╭──

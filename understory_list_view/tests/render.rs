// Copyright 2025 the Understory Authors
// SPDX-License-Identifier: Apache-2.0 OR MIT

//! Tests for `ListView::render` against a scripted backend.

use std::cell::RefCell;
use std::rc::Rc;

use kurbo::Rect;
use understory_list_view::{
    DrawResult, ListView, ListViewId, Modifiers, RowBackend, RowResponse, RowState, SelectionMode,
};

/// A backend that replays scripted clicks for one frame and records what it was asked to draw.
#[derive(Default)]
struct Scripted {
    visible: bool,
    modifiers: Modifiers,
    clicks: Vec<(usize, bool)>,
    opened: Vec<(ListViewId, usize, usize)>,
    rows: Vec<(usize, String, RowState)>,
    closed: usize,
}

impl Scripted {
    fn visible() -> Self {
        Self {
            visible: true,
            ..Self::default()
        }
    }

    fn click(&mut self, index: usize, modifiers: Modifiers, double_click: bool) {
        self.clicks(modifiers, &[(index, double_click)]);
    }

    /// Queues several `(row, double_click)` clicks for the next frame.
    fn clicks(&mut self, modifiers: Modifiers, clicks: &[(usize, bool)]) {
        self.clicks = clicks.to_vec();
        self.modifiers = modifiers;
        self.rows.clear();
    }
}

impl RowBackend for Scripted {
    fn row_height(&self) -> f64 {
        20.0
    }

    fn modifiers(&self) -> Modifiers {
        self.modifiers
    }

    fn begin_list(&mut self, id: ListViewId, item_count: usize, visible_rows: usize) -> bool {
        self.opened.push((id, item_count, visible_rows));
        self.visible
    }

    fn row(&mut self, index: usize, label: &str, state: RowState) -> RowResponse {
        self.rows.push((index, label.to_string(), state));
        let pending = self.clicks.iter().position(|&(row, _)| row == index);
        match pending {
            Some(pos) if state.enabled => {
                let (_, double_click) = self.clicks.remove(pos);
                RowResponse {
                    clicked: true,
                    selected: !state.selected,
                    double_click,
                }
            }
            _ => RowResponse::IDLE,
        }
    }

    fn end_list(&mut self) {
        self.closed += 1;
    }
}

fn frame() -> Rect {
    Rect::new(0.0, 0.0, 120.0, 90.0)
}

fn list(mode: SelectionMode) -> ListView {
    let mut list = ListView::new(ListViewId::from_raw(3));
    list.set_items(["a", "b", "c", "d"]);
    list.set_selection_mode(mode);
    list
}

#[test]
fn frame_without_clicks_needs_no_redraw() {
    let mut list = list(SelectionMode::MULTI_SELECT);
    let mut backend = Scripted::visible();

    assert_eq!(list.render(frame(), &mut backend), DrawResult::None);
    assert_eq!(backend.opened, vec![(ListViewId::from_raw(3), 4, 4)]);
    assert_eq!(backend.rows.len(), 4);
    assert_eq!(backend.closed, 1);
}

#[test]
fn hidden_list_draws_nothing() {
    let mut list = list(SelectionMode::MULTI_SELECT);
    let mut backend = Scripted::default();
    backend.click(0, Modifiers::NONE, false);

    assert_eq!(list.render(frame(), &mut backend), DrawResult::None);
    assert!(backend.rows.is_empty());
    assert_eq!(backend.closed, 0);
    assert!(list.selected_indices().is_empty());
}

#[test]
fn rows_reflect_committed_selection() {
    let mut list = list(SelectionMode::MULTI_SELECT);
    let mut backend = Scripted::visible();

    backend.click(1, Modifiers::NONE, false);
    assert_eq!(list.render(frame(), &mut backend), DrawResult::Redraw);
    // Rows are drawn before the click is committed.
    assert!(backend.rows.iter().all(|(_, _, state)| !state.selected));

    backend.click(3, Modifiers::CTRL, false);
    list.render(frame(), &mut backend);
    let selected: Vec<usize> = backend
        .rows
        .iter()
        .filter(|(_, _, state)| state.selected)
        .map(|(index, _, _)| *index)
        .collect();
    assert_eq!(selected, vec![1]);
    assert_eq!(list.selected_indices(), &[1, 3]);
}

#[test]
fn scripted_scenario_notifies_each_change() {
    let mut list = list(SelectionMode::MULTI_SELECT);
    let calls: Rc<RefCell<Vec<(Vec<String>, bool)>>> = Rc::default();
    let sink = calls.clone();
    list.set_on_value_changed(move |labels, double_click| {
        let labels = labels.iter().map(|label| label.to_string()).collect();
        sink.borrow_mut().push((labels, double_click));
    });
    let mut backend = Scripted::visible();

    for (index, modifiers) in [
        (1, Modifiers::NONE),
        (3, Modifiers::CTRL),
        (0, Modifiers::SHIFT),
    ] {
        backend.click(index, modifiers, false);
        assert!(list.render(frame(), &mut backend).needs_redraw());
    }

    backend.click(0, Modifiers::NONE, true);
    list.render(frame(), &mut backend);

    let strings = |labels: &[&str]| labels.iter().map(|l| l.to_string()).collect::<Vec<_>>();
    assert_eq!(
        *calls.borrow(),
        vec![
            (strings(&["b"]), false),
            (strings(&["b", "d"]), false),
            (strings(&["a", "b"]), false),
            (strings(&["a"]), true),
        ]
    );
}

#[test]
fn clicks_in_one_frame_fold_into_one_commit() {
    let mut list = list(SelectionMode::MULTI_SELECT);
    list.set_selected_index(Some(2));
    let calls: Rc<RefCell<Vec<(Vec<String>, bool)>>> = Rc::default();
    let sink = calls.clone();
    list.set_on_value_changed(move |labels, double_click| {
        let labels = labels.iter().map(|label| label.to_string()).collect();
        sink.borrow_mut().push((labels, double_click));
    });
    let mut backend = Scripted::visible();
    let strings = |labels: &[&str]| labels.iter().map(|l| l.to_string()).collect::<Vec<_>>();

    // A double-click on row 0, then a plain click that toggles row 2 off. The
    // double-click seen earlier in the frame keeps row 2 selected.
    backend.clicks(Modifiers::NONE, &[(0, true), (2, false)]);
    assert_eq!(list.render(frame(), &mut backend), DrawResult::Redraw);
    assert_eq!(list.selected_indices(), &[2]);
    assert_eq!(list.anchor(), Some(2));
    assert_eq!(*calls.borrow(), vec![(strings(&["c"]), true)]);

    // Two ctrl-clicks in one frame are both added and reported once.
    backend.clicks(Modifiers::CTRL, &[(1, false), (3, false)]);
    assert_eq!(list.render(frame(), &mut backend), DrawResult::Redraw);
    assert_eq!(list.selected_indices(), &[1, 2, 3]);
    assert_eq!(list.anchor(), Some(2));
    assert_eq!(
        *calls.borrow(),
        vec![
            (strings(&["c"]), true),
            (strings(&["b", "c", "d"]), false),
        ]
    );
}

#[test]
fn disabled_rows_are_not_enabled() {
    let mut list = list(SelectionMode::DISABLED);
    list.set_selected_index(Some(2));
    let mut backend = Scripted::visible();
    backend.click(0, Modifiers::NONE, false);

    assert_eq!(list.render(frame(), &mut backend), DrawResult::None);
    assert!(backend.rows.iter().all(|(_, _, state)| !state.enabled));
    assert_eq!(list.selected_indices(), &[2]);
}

╰──
╭──

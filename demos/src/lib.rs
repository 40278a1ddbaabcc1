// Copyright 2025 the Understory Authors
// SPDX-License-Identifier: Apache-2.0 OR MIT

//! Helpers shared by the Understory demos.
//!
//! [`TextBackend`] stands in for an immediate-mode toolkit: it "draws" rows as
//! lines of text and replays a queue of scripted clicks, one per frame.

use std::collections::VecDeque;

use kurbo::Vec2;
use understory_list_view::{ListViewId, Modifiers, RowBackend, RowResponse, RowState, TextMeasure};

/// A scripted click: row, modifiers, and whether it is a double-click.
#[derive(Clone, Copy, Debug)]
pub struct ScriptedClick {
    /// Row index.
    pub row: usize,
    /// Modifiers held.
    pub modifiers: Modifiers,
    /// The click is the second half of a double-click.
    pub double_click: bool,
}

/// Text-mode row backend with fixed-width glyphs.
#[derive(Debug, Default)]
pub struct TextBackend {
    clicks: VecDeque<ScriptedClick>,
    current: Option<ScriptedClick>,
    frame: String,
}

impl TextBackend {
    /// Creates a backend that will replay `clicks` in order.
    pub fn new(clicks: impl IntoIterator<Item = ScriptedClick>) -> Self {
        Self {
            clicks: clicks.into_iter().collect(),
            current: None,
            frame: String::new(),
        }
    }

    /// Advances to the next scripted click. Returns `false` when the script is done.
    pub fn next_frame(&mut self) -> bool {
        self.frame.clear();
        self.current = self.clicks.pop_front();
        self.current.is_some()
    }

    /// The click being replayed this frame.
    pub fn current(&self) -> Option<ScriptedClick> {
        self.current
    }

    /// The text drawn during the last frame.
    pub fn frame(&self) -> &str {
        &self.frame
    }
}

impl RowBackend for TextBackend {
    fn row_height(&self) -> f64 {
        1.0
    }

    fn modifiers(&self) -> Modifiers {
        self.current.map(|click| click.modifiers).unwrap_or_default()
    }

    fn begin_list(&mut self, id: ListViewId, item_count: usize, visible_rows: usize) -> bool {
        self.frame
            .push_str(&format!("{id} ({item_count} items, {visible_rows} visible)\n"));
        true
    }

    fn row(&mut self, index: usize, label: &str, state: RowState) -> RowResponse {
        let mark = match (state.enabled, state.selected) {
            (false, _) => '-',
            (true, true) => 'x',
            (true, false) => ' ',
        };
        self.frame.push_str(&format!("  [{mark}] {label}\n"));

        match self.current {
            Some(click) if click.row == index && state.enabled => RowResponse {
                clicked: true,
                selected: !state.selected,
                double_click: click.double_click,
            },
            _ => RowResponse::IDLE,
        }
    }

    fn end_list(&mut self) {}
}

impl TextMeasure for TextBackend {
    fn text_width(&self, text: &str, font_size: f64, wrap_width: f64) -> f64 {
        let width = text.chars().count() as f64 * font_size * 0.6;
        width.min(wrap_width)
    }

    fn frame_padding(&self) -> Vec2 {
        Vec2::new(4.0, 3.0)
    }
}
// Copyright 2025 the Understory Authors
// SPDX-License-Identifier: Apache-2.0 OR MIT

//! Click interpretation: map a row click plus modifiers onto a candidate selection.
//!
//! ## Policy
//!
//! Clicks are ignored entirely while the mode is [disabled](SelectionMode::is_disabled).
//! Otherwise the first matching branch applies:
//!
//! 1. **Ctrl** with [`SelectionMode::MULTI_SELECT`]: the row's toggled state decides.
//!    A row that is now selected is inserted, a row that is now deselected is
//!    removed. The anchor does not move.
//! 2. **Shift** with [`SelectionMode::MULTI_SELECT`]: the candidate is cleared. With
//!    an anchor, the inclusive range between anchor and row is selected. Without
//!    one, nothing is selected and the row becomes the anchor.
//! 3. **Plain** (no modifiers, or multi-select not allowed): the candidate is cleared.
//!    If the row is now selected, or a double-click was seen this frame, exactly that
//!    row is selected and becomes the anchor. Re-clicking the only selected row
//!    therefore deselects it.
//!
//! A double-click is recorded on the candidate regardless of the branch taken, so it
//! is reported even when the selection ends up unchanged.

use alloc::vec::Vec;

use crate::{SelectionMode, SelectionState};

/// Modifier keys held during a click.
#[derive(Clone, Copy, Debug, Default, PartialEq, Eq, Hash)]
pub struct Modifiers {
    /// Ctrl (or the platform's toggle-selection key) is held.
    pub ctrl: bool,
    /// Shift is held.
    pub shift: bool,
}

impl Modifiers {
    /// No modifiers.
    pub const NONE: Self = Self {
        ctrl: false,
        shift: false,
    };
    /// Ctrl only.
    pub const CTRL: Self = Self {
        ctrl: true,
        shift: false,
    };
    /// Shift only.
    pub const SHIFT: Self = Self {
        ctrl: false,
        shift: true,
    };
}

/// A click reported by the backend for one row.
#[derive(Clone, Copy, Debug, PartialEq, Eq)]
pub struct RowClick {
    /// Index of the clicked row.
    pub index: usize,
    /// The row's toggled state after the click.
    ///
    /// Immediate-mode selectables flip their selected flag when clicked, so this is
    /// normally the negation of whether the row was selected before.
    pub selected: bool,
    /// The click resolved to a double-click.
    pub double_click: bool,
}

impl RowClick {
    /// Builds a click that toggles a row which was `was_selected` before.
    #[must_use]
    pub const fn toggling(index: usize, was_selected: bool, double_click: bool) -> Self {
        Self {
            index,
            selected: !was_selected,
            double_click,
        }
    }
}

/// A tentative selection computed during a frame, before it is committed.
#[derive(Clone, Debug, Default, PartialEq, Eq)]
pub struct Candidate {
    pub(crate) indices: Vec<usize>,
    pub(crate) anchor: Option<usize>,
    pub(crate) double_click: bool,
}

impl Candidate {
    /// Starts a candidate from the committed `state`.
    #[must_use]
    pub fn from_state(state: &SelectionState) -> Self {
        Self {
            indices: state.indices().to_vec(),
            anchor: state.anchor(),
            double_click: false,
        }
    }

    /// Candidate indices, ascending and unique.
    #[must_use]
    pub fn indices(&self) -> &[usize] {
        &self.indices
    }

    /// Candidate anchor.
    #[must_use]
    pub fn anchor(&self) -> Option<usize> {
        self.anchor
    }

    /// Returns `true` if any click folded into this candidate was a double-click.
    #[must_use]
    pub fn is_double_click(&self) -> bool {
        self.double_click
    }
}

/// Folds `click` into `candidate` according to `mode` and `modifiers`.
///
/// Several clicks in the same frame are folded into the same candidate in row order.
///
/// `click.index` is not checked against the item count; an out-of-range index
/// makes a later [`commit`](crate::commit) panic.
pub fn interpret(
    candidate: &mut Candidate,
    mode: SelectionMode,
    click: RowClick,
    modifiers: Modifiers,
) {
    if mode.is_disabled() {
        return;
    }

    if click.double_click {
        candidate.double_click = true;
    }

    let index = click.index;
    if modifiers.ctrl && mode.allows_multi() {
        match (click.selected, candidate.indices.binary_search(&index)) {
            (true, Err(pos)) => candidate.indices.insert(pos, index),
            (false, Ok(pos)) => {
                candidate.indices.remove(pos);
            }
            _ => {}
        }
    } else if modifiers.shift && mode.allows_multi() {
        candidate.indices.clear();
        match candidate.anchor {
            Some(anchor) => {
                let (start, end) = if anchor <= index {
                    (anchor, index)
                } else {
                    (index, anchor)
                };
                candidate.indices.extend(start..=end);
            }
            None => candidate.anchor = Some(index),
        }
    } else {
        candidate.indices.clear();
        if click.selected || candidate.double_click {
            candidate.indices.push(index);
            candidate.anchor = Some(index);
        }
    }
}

╰──
╭──

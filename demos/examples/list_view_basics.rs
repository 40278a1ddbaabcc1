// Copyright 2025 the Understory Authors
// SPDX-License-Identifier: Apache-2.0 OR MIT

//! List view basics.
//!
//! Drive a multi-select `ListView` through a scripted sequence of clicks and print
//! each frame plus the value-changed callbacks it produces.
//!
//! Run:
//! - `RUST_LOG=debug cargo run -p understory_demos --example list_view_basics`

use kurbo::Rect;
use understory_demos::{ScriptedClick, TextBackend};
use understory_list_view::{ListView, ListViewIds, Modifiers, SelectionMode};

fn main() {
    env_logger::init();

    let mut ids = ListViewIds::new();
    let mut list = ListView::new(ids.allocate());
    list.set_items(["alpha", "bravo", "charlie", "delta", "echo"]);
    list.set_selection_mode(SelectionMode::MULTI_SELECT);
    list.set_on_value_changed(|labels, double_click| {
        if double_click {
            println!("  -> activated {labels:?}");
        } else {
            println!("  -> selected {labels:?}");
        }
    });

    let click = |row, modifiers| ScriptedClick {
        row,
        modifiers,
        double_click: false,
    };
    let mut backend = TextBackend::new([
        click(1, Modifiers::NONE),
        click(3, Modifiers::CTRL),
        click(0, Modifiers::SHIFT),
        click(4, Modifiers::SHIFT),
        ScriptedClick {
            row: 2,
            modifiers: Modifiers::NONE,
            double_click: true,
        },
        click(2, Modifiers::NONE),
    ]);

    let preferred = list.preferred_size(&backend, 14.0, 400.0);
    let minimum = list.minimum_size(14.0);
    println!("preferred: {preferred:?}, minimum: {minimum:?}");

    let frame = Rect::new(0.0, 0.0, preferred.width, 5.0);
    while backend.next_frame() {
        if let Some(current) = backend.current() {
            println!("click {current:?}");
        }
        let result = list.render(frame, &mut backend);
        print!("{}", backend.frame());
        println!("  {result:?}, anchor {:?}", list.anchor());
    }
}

╰──

### What is needed
Across these entries, count each line where the string "VecDeque" shows up. Give only the count.

### Finished task
2